Why does sludge exist?
There are a few graphical interfaces out there for monitoring and interacting with a SLURM cluster such as sview
as well as slurm-web which ships with SLURM. However, those require either a Remote Desktop Connection
or a web browser, or sometimes both depending on how access to your cluster is configured. Those who feel most comfortable in a terminal
shell often opt out of going through the trouble to connect to these UIs and instead rely on simply running commands through an SSH connection
to a head node (sbatch
, squeue
, scancel
, etc.)
The goal of sludge is to provide a rich user interface that’s directly accessible from the terminal while connected to a head node. The project is inspired by other terminal UIs such as lazydocker and k9s.
Another motivating factor is that I just want to get familiar with building terminal UIs and found this as a good opportunity to learn. 😅
What do I do if sludge is using up too many resources on a head node with many users?

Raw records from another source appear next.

//! Application configuration management.
//!
//! This module handles loading and saving the application configuration,
//! which includes the API base URL, per-endpoint timeouts, UI preferences
//! and the last used username.
//!
//! Configuration is stored at `~/.config/storedesk/config.json`.

use std::path::{Path, PathBuf};

use anyhow::{Context, Result};
use async_trait::async_trait;
use serde::{Deserialize, Serialize};

use crate::api::base_url::normalize;
use crate::api::TimeoutSettings;

/// Application name used for config/cache directory paths
const APP_NAME: &str = "storedesk";

/// Config file name
const CONFIG_FILE: &str = "config.json";

/// Cached user profile file name
const USER_DATA_FILE: &str = "user-data.json";

/// Compiled fallback when neither the environment nor the config file name
/// an API.
pub const DEFAULT_API_URL: &str = "https://jamrock-api.up.railway.app/api";

/// Environment variable that overrides the configured API URL.
pub const API_URL_ENV: &str = "STOREDESK_API_URL";

#[derive(Debug, Clone, Serialize, Deserialize)]
#[serde(default)]
pub struct Config {
    pub api_url: Option<String>,
    pub theme: String,
    /// Dashboard auto-refresh interval in seconds
    pub auto_refresh_interval: u64,
    pub last_username: Option<String>,
    pub timeouts: TimeoutSettings,
}

impl Default for Config {
    fn default() -> Self {
        Self {
            api_url: None,
            theme: "dark".to_string(),
            auto_refresh_interval: 30,
            last_username: None,
            timeouts: TimeoutSettings::default(),
        }
    }
}

impl Config {
    pub fn load() -> Result<Self> {
        Self::load_from(&Self::config_path()?)
    }

    pub fn load_from(path: &Path) -> Result<Self> {
        if path.exists() {
            let contents = std::fs::read_to_string(path)
                .with_context(|| format!("Failed to read config file {}", path.display()))?;
            serde_json::from_str(&contents)
                .with_context(|| format!("Failed to parse config file {}", path.display()))
        } else {
            Ok(Self::default())
        }
    }

    pub fn save(&self) -> Result<()> {
        self.save_to(&Self::config_path()?)
    }

    pub fn save_to(&self, path: &Path) -> Result<()> {
        if let Some(parent) = path.parent() {
            std::fs::create_dir_all(parent)?;
        }
        let contents = serde_json::to_string_pretty(self)?;
        std::fs::write(path, contents)
            .with_context(|| format!("Failed to write config file {}", path.display()))?;
        Ok(())
    }

    /// Environment override, then the stored URL, then the compiled default.
    pub fn resolved_api_url(&self) -> String {
        self.api_url_with_override(std::env::var(API_URL_ENV).ok())
    }

    fn api_url_with_override(&self, env_url: Option<String>) -> String {
        env_url
            .filter(|url| !url.trim().is_empty())
            .or_else(|| self.api_url.clone())
            .map(|url| normalize(&url))
            .unwrap_or_else(|| DEFAULT_API_URL.to_string())
    }

    fn app_config_dir() -> Result<PathBuf> {
        let config_dir = dirs::config_dir()
            .ok_or_else(|| anyhow::anyhow!("Could not find config directory"))?;
        Ok(config_dir.join(APP_NAME))
    }

    pub fn config_path() -> Result<PathBuf> {
        Ok(Self::app_config_dir()?.join(CONFIG_FILE))
    }

    pub fn user_data_path() -> Result<PathBuf> {
        Ok(Self::app_config_dir()?.join(USER_DATA_FILE))
    }

    pub fn cache_dir() -> Result<PathBuf> {
        let cache_dir = dirs::cache_dir()
            .ok_or_else(|| anyhow::anyhow!("Could not find cache directory"))?;
        Ok(cache_dir.join(APP_NAME))
    }
}

/// Persistent settings the session layer reads and writes.
#[async_trait]
pub trait SettingsStore: Send + Sync {
    /// Base URL to use at startup.
    async fn resolve_api_url(&self) -> Result<String>;

    async fn save_api_url(&self, url: &str) -> Result<()>;

    async fn last_username(&self) -> Result<Option<String>>;

    async fn save_last_username(&self, username: &str) -> Result<()>;
}

/// `SettingsStore` backed by the JSON config file.
#[derive(Debug, Clone)]
pub struct FileSettings {
    path: PathBuf,
}

impl FileSettings {
    pub fn new(path: PathBuf) -> Self {
        Self { path }
    }

    /// Settings at the standard config location.
    pub fn open_default() -> Result<Self> {
        Ok(Self::new(Config::config_path()?))
    }

    pub fn load(&self) -> Result<Config> {
        Config::load_from(&self.path)
    }

    fn update(&self, apply: impl FnOnce(&mut Config)) -> Result<()> {
        let mut config = self.load()?;
        apply(&mut config);
        config.save_to(&self.path)
    }
}

#[async_trait]
impl SettingsStore for FileSettings {
    async fn resolve_api_url(&self) -> Result<String> {
        Ok(self.load()?.resolved_api_url())
    }

    async fn save_api_url(&self, url: &str) -> Result<()> {
        let url = normalize(url);
        self.update(|config| config.api_url = Some(url))
    }

    async fn last_username(&self) -> Result<Option<String>> {
        Ok(self.load()?.last_username)
    }

    async fn save_last_username(&self, username: &str) -> Result<()> {
        let username = username.to_string();
        self.update(|config| config.last_username = Some(username))
    }
}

Rendering and navigating the UI uses very little resources, however making repeated RPC calls to the SLURM cluster to keep the data on the screen fresh
can be resource intensive if the refresh interval is very small. By default, the refresh interval is set to 30s
and is usually passive enough as to not cause too much strain on the head node. However, you can change it using the --refresh-interval
arg when launching sludge.
sludge --refresh-interval 1m
How do I filter all of the data to just a single user, account, or both?
When launching sludge, you can use the --username
or --account
args to filter the data that’s rendered to the screen.
They can also be used together to filter to a specific username and account which is useful when a user belongs to many accounts.
sludge --username samredai --account heavy_metal_lab